At the hotel, I went to the business center and tried to get on the Internet again; I was still blocked. I went to the Aircanada site and tried to get our boarding passes there. What a fight that was. First, the site refused to acknowledge me, although it called me by name. Next, it refused to acknowledge we had reservations, even though it showed that, if we had reservations, they would take us to Toronto and then on to Las Vegas. Well, after about a half hour of this, I got our boarding passes. Things were looking up. We asked for a wakeup call at 4:00 A.M.

Did I mention that the wind was blowing and the rain was coming in at an angle?

Good thing I made coffee in the room, because the hotel didn’t have any. When we got to the airport, nothing was open, either. The coffee shop opened just as they were loading us onto the airplane. I didn’t realize it at the time, but some enterprising souls had gotten cups of coffee and were carrying them on the plane with them. Oh well, they would serve coffee on the plane, right? Wrong. We did get some juice and water, however.

When we got to Toronto, we should have had an hour and a half to our next flight. However, our baggage didn’t get unloaded for almost an hour. Then we rushed over to our connecting flight and had to go through security again. As we’re being s-l-o-w-l-y checked through, we heard our flight being called for final boarding. We were not quite at the head of the line for inspection.

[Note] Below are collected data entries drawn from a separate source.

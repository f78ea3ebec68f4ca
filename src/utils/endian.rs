// src/utils/endian.rs

/// Reverse the bytes of every `width`-sized chunk of `bytes`.
///
/// A trailing partial chunk is left untouched.
pub fn reverse_each(bytes: &mut [u8], width: usize) {
    if width <= 1 {
        return;
    }

    for chunk in bytes.chunks_exact_mut(width) {
        chunk.reverse();
    }
}

#[cfg(test)]
mod tests {
    use super::*;

    #[test]
    fn test_reverse_each() {
        let mut data = vec![1u8, 2, 3, 4, 5, 6, 7, 8];
        reverse_each(&mut data, 4);
        assert_eq!(data, vec![4, 3, 2, 1, 8, 7, 6, 5]);

        reverse_each(&mut data, 2);
        assert_eq!(data, vec![3, 4, 1, 2, 7, 8, 5, 6]);
    }

    #[test]
    fn test_reverse_each_ignores_tail() {
        let mut data = vec![1u8, 2, 3];
        reverse_each(&mut data, 2);
        assert_eq!(data, vec![2, 1, 3]);
    }
}
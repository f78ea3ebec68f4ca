// src/header/record.rs
use std::io::{Read, Write};
use byteorder::{BigEndian, ByteOrder, LittleEndian, NativeEndian};
use crate::error::{AnalyzeError, Result};
use crate::header::{DataHistory, HeaderBuilder, HeaderKey, ImageDimension};
use crate::types::{DataType, Endianness};

/// A complete ANALYZE 7.5 header: key, dimension and history blocks packed into 348 bytes.
///
/// Records are plain values. Build one with [`HeaderRecord::build`] or
/// [`HeaderRecord::builder`], serialize it with [`HeaderRecord::to_bytes`], and parse
/// bytes back with [`HeaderRecord::from_bytes`].
///
/// # Example
///
/// ```
/// use analyze_rs::HeaderRecord;
///
/// let header = HeaderRecord::build(256, 256, 30, 1, "FLOAT", 4095, 0).unwrap();
/// let bytes = header.to_bytes();
/// assert_eq!(bytes.len(), 348);
///
/// let parsed = HeaderRecord::from_bytes(&bytes).unwrap();
/// assert_eq!(parsed, header);
/// ```
#[derive(Debug, Clone, PartialEq)]
pub struct HeaderRecord {
    pub key: HeaderKey,
    pub dime: ImageDimension,
    pub hist: DataHistory,
}

impl HeaderRecord {
    pub const SIZE: usize = HeaderKey::SIZE + ImageDimension::SIZE + DataHistory::SIZE;

    /// A record with every field zero, including `sizeof_hdr`
    pub fn zeroed() -> Self {
        HeaderRecord {
            key: HeaderKey::default(),
            dime: ImageDimension::default(),
            hist: DataHistory::default(),
        }
    }

    /// Build a header the way `make_hdr` does.
    ///
    /// `datatype` is matched case-insensitively against BINARY, CHAR, SHORT, INT,
    /// FLOAT, COMPLEX, DOUBLE and RGB. Any other name, `UNKNOWN` included, fails with
    /// [`AnalyzeError::InvalidDatatype`]. Spacing and calibration are left at zero.
    pub fn build(
        width: i16,
        height: i16,
        depth: i16,
        volumes: i16,
        datatype: &str,
        glmax: i32,
        glmin: i32,
    ) -> Result<Self> {
        let data_type = DataType::parse_valid(datatype)?;
        HeaderBuilder::new(data_type)
            .dims(width, height, depth, volumes)
            .global_range(glmax, glmin)
            .build()
    }

    /// Start a builder for headers with extra fields set
    pub fn builder(data_type: DataType) -> HeaderBuilder {
        HeaderBuilder::new(data_type)
    }

    pub fn data_type(&self) -> Option<DataType> {
        self.dime.data_type()
    }

    /// Serialize in the platform's native byte order
    pub fn to_bytes(&self) -> [u8; Self::SIZE] {
        self.encode::<NativeEndian>()
    }

    /// Serialize in an explicit byte order
    pub fn to_bytes_in(&self, endianness: Endianness) -> [u8; Self::SIZE] {
        match endianness {
            Endianness::Little => self.encode::<LittleEndian>(),
            Endianness::Big => self.encode::<BigEndian>(),
        }
    }

    /// Parse a native byte order header.
    ///
    /// Fails with [`AnalyzeError::BadLength`] unless `bytes` is exactly 348 bytes long,
    /// and with [`AnalyzeError::BadSizeField`] unless `sizeof_hdr` reads 348.
    pub fn from_bytes(bytes: &[u8]) -> Result<Self> {
        Self::from_bytes_in(bytes, Endianness::native())
    }

    /// Parse a header stored in the given byte order
    pub fn from_bytes_in(bytes: &[u8], endianness: Endianness) -> Result<Self> {
        check_length(bytes)?;

        let record = match endianness {
            Endianness::Little => Self::decode::<LittleEndian>(bytes),
            Endianness::Big => Self::decode::<BigEndian>(bytes),
        };

        if record.key.sizeof_hdr != Self::SIZE as i32 {
            return Err(AnalyzeError::BadSizeField(record.key.sizeof_hdr));
        }

        log::debug!(
            "parsed {:?}-endian ANALYZE header: extent {:?}, datatype {}",
            endianness,
            record.dime.extent(),
            record.dime.datatype
        );
        Ok(record)
    }

    /// Parse a header of either byte order.
    ///
    /// The native order is tried first; if `sizeof_hdr` only reads 348 with its bytes
    /// reversed, the header is decoded in the opposite order.
    pub fn from_bytes_detect(bytes: &[u8]) -> Result<(Self, Endianness)> {
        check_length(bytes)?;

        let native = Endianness::native();
        let sizeof_hdr = NativeEndian::read_i32(&bytes[0..4]);
        let endianness = if sizeof_hdr == Self::SIZE as i32 {
            native
        } else if sizeof_hdr.swap_bytes() == Self::SIZE as i32 {
            native.opposite()
        } else {
            return Err(AnalyzeError::BadSizeField(sizeof_hdr));
        };

        Self::from_bytes_in(bytes, endianness).map(|record| (record, endianness))
    }

    /// Write the native byte order serialization to a stream
    pub fn write_to<W: Write>(&self, writer: &mut W) -> Result<()> {
        writer.write_all(&self.to_bytes())?;
        Ok(())
    }

    /// Read exactly one native byte order header from a stream
    pub fn read_from<R: Read>(reader: &mut R) -> Result<Self> {
        let mut buf = [0u8; Self::SIZE];
        reader.read_exact(&mut buf)?;
        Self::from_bytes(&buf)
    }

    fn encode<B: ByteOrder>(&self) -> [u8; Self::SIZE] {
        let mut buf = [0u8; Self::SIZE];
        let (key, rest) = buf.split_at_mut(HeaderKey::SIZE);
        let (dime, hist) = rest.split_at_mut(ImageDimension::SIZE);

        self.key.encode::<B>(key);
        self.dime.encode::<B>(dime);
        self.hist.encode::<B>(hist);
        buf
    }

    fn decode<B: ByteOrder>(buf: &[u8]) -> Self {
        let (key, rest) = buf.split_at(HeaderKey::SIZE);
        let (dime, hist) = rest.split_at(ImageDimension::SIZE);

        HeaderRecord {
            key: HeaderKey::decode::<B>(key),
            dime: ImageDimension::decode::<B>(dime),
            hist: DataHistory::decode::<B>(hist),
        }
    }
}

fn check_length(bytes: &[u8]) -> Result<()> {
    if bytes.len() != HeaderRecord::SIZE {
        return Err(AnalyzeError::BadLength {
            expected: HeaderRecord::SIZE,
            found: bytes.len(),
        });
    }
    Ok(())
}
// src/header/key.rs
use byteorder::ByteOrder;
use crate::utils::decode_fixed;

/// Header key block: the first 40 bytes of an ANALYZE header
#[derive(Debug, Clone, PartialEq, Default)]
pub struct HeaderKey {
    pub sizeof_hdr: i32,
    pub data_type: [u8; 10],
    pub db_name: [u8; 18],
    pub extents: i32,
    pub session_error: i16,
    pub regular: u8,
    pub hkey_un0: u8,
}

impl HeaderKey {
    pub const SIZE: usize = 40;
    pub const REGULAR: u8 = b'r';

    /// Database name as text
    pub fn db_name(&self) -> String {
        decode_fixed(&self.db_name)
    }

    pub fn is_regular(&self) -> bool {
        self.regular == Self::REGULAR
    }

    pub(crate) fn encode<B: ByteOrder>(&self, buf: &mut [u8]) {
        debug_assert_eq!(buf.len(), Self::SIZE);

        B::write_i32(&mut buf[0..4], self.sizeof_hdr);
        buf[4..14].copy_from_slice(&self.data_type);
        buf[14..32].copy_from_slice(&self.db_name);
        B::write_i32(&mut buf[32..36], self.extents);
        B::write_i16(&mut buf[36..38], self.session_error);
        buf[38] = self.regular;
        buf[39] = self.hkey_un0;
    }

    pub(crate) fn decode<B: ByteOrder>(buf: &[u8]) -> Self {
        debug_assert_eq!(buf.len(), Self::SIZE);

        let mut key = HeaderKey {
            sizeof_hdr: B::read_i32(&buf[0..4]),
            extents: B::read_i32(&buf[32..36]),
            session_error: B::read_i16(&buf[36..38]),
            regular: buf[38],
            hkey_un0: buf[39],
            ..Default::default()
        };
        key.data_type.copy_from_slice(&buf[4..14]);
        key.db_name.copy_from_slice(&buf[14..32]);
        key
    }
}
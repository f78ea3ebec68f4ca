// src/header/history.rs
use byteorder::ByteOrder;
use crate::types::Orientation;
use crate::utils::decode_fixed;

/// Data history block: description and provenance (200 bytes)
#[derive(Debug, Clone, PartialEq)]
pub struct DataHistory {
    pub descrip: [u8; 80],
    pub aux_file: [u8; 24],
    pub orient: u8,
    pub originator: [u8; 10],
    pub generated: [u8; 10],
    pub scannum: [u8; 10],
    pub patient_id: [u8; 10],
    pub exp_date: [u8; 10],
    pub exp_time: [u8; 10],
    pub hist_un0: [u8; 3],
    pub views: i32,
    pub vols_added: i32,
    pub start_field: i32,
    pub field_skip: i32,
    pub omax: i32,
    pub omin: i32,
    pub smax: i32,
    pub smin: i32,
}

impl Default for DataHistory {
    fn default() -> Self {
        DataHistory {
            descrip: [0; 80],
            aux_file: [0; 24],
            orient: 0,
            originator: [0; 10],
            generated: [0; 10],
            scannum: [0; 10],
            patient_id: [0; 10],
            exp_date: [0; 10],
            exp_time: [0; 10],
            hist_un0: [0; 3],
            views: 0,
            vols_added: 0,
            start_field: 0,
            field_skip: 0,
            omax: 0,
            omin: 0,
            smax: 0,
            smin: 0,
        }
    }
}

impl DataHistory {
    pub const SIZE: usize = 200;

    /// The planar orientation, if `orient` holds a recognised code
    pub fn orientation(&self) -> Option<Orientation> {
        Orientation::from_code(self.orient)
    }

    pub fn description(&self) -> String {
        decode_fixed(&self.descrip)
    }

    pub fn aux_file(&self) -> String {
        decode_fixed(&self.aux_file)
    }

    pub fn patient_id(&self) -> String {
        decode_fixed(&self.patient_id)
    }

    pub(crate) fn encode<B: ByteOrder>(&self, buf: &mut [u8]) {
        debug_assert_eq!(buf.len(), Self::SIZE);

        buf[0..80].copy_from_slice(&self.descrip);
        buf[80..104].copy_from_slice(&self.aux_file);
        buf[104] = self.orient;
        buf[105..115].copy_from_slice(&self.originator);
        buf[115..125].copy_from_slice(&self.generated);
        buf[125..135].copy_from_slice(&self.scannum);
        buf[135..145].copy_from_slice(&self.patient_id);
        buf[145..155].copy_from_slice(&self.exp_date);
        buf[155..165].copy_from_slice(&self.exp_time);
        buf[165..168].copy_from_slice(&self.hist_un0);
        B::write_i32(&mut buf[168..172], self.views);
        B::write_i32(&mut buf[172..176], self.vols_added);
        B::write_i32(&mut buf[176..180], self.start_field);
        B::write_i32(&mut buf[180..184], self.field_skip);
        B::write_i32(&mut buf[184..188], self.omax);
        B::write_i32(&mut buf[188..192], self.omin);
        B::write_i32(&mut buf[192..196], self.smax);
        B::write_i32(&mut buf[196..200], self.smin);
    }

    pub(crate) fn decode<B: ByteOrder>(buf: &[u8]) -> Self {
        debug_assert_eq!(buf.len(), Self::SIZE);

        let mut hist = DataHistory {
            orient: buf[104],
            views: B::read_i32(&buf[168..172]),
            vols_added: B::read_i32(&buf[172..176]),
            start_field: B::read_i32(&buf[176..180]),
            field_skip: B::read_i32(&buf[180..184]),
            omax: B::read_i32(&buf[184..188]),
            omin: B::read_i32(&buf[188..192]),
            smax: B::read_i32(&buf[192..196]),
            smin: B::read_i32(&buf[196..200]),
            ..Default::default()
        };
        hist.descrip.copy_from_slice(&buf[0..80]);
        hist.aux_file.copy_from_slice(&buf[80..104]);
        hist.originator.copy_from_slice(&buf[105..115]);
        hist.generated.copy_from_slice(&buf[115..125]);
        hist.scannum.copy_from_slice(&buf[125..135]);
        hist.patient_id.copy_from_slice(&buf[135..145]);
        hist.exp_date.copy_from_slice(&buf[145..155]);
        hist.exp_time.copy_from_slice(&buf[155..165]);
        hist.hist_un0.copy_from_slice(&buf[165..168]);
        hist
    }
}

#[cfg(test)]
mod tests {
    use super::*;
    use byteorder::LittleEndian;

    #[test]
    fn test_history_offsets() {
        let mut hist = DataHistory {
            orient: Orientation::Sagittal.code(),
            views: 7,
            smin: -1,
            ..Default::default()
        };
        hist.descrip[..4].copy_from_slice(b"scan");
        hist.patient_id[..3].copy_from_slice(b"P01");

        let mut buf = [0u8; DataHistory::SIZE];
        hist.encode::<LittleEndian>(&mut buf);

        assert_eq!(&buf[0..4], b"scan");
        assert_eq!(buf[104], 2);
        assert_eq!(&buf[135..138], b"P01");
        assert_eq!(&buf[168..172], &[7, 0, 0, 0]);
        assert_eq!(&buf[196..200], &[0xFF; 4]);

        let decoded = DataHistory::decode::<LittleEndian>(&buf);
        assert_eq!(decoded, hist);
        assert_eq!(decoded.description(), "scan");
        assert_eq!(decoded.patient_id(), "P01");
        assert_eq!(decoded.orientation(), Some(Orientation::Sagittal));
    }

    #[test]
    fn test_unknown_orientation_code() {
        let hist = DataHistory {
            orient: 9,
            ..Default::default()
        };
        assert_eq!(hist.orientation(), None);
    }
}
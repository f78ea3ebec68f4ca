// src/utils/string_encoding.rs
use crate::error::{AnalyzeError, Result};

/// Pack text into a NUL-padded fixed-width header field.
///
/// The text may fill the field completely, in which case no terminator is stored.
pub fn encode_fixed<const N: usize>(field: &'static str, s: &str) -> Result<[u8; N]> {
    let bytes = s.as_bytes();
    if bytes.len() > N {
        return Err(AnalyzeError::FieldTooLong {
            field,
            capacity: N,
            length: bytes.len(),
        });
    }

    let mut out = [0u8; N];
    out[..bytes.len()].copy_from_slice(bytes);
    Ok(out)
}

/// Text of a fixed-width field up to the first NUL
pub fn decode_fixed(bytes: &[u8]) -> String {
    let end = bytes.iter().position(|&b| b == 0).unwrap_or(bytes.len());
    String::from_utf8_lossy(&bytes[..end]).to_string()
}
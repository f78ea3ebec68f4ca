// tests/property_tests.rs
use analyze_rs::swap::{swap_elements, swap_in_place, swap_to_vec, swapped_elements};
use analyze_rs::*;
use proptest::prelude::*;

fn datatype_name() -> impl Strategy<Value = String> {
    prop::sample::select(vec!["BINARY", "CHAR", "SHORT", "INT", "FLOAT", "COMPLEX", "DOUBLE", "RGB"])
        .prop_flat_map(|name| {
            prop::collection::vec(any::<bool>(), name.len()).prop_map(move |upper| {
                name.chars()
                    .zip(upper)
                    .map(|(c, u)| if u { c.to_ascii_uppercase() } else { c.to_ascii_lowercase() })
                    .collect::<String>()
            })
        })
}

proptest! {
    #[test]
    fn prop_build_roundtrip(
        width in any::<i16>(),
        height in any::<i16>(),
        depth in any::<i16>(),
        volumes in any::<i16>(),
        name in datatype_name(),
        glmax in any::<i32>(),
        glmin in any::<i32>(),
    ) {
        let header = HeaderRecord::build(width, height, depth, volumes, &name, glmax, glmin).unwrap();
        let bytes = header.to_bytes();
        prop_assert_eq!(bytes.len(), 348);

        let parsed = HeaderRecord::from_bytes(&bytes).unwrap();
        prop_assert_eq!(&parsed, &header);

        let dt = DataType::from_name(&name).unwrap();
        prop_assert_eq!(parsed.dime.datatype, dt.code());
        prop_assert_eq!(parsed.dime.bitpix, dt.bitpix());
        prop_assert_eq!(parsed.dime.dim, [4, width, height, depth, volumes, 0, 0, 0]);
    }

    #[test]
    fn prop_roundtrip_any_endianness(
        width in any::<i16>(),
        glmax in any::<i32>(),
        big in any::<bool>(),
    ) {
        let endianness = if big { Endianness::Big } else { Endianness::Little };
        let header = HeaderRecord::build(width, 1, 1, 1, "short", glmax, 0).unwrap();
        let bytes = header.to_bytes_in(endianness);

        let (parsed, detected) = HeaderRecord::from_bytes_detect(&bytes).unwrap();
        prop_assert_eq!(detected, endianness);
        prop_assert_eq!(parsed, header);
    }

    #[test]
    fn prop_unknown_names_rejected(name in "[a-z]{1,12}") {
        let valid = DataType::from_name(&name).map(|dt| dt.code() > 0).unwrap_or(false);
        let result = HeaderRecord::build(1, 1, 1, 1, &name, 0, 0);
        prop_assert_eq!(result.is_ok(), valid);
        if !valid {
            prop_assert_eq!(DataType::lookup_code(&name) <= 0, true);
        }
    }

    #[test]
    fn prop_wrong_length_rejected(data in prop::collection::vec(any::<u8>(), 0..700)) {
        prop_assume!(data.len() != 348);
        let is_bad_length = matches!(
            HeaderRecord::from_bytes(&data),
            Err(AnalyzeError::BadLength { .. })
        );
        prop_assert!(is_bad_length);
    }

    #[test]
    fn prop_swap_involution(
        data in prop::collection::vec(any::<u8>(), 0..512),
        four in any::<bool>(),
    ) {
        let width = if four { 4 } else { 2 };
        let count = data.len() / width;

        let once = swap_to_vec(&data, width, count).unwrap();
        let twice = swap_to_vec(&once, width, count).unwrap();
        prop_assert_eq!(&twice, &data);

        let mut in_place = data.clone();
        swap_in_place(&mut in_place, width, count).unwrap();
        prop_assert_eq!(&in_place, &once);
        swap_in_place(&mut in_place, width, count).unwrap();
        prop_assert_eq!(in_place, data);
    }

    #[test]
    fn prop_swap_reverses_each_element(data in prop::collection::vec(any::<u8>(), 0..256)) {
        let count = data.len() / 4;
        let out = swap_to_vec(&data, 4, count).unwrap();
        for i in 0..count {
            for j in 0..4 {
                prop_assert_eq!(out[i * 4 + j], data[i * 4 + 3 - j]);
            }
        }
        prop_assert_eq!(&out[count * 4..], &data[count * 4..]);
    }

    #[test]
    fn prop_typed_swap_matches_swap_bytes(values in prop::collection::vec(any::<u32>(), 0..128)) {
        let expected: Vec<u32> = values.iter().map(|v| v.swap_bytes()).collect();
        prop_assert_eq!(swapped_elements(&values), expected);

        let mut restored = swapped_elements(&values);
        swap_elements(&mut restored);
        prop_assert_eq!(restored, values);
    }
}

As we got to the inspection point, one of the inspectors started loading plastic trays upside down in front of us. I’m trying to get my useless computer into a tray,.but there’s not enough room what with the upside down trays. Now I am flustered because they are announcing that all passengers for our flight must now be on board. I put my traveling vest on the conveyor, even though Patsy reminded me that I would need my passport and boarding pass to show. They were in the vest pocket, the one that was now on the other side of the x-ray machine.

Patsy handed me my vest, I pulled out the documents and sent the vest back through again. Now we were on the right side of the inspection area, but as I picked up my vest and computer, my passport fell and I kicked it across the room. More panic. Another call for final boarding. One of the inspectors decides she has to wand the computer case, very very carefully. I told her we were in a hurry, but she said we shouldn’t have waited so long to get to the airport. Well, this wasn’t the time to get into all this.

We made it to the boarding area and had one more stop. We had to show our passports and boarding passes one more time. Well, Patsy had hers in hand. I reached for my passport and it wasn’t with my boarding pass. I didn’t know what to do at this point, because our baggage was on the plane, the plane was waiting on us and I couldn’t find the damned passport. Now why they thought we could have gotten to this point without a passport, God only knows, but I wasn’t leaving Canada without showing the document. I had a panic attack thinking about having to learn how to speak French.

At the last moment, I felt the passport in one of the dozen or so pockets of the vest. In my haste, I had stuck it there rather than in the place it should have gone. I showed it and we made it! Okay, so there were some glares from the other passengers as we got to our seats. We had to roust out a teenager who thought he could just move in on our window seat. I don’t blame him, I probably would have done the same thing if I were his age. Fortunately, there was another family that got on after us. They had also been on the Halifax and had not gotten their luggage on time.

Well, there it was. We had six hours of stale sandwiches, mediocre coffee and trying to pee in a closet while bouncing up and down. But we all know what airplanes are like, right? So we made it back to Las Vegas, leaving a cool, rainy 70 degree temperature, and landed in our 103 degree temp with the sunlight pouring down like honey… wait, that’s a line from Leonard Cohen’s “Suzanne.” Never mind.

Hope you have enjoyed the Dinosaur Log from Nova Scotia. Thanks for listening.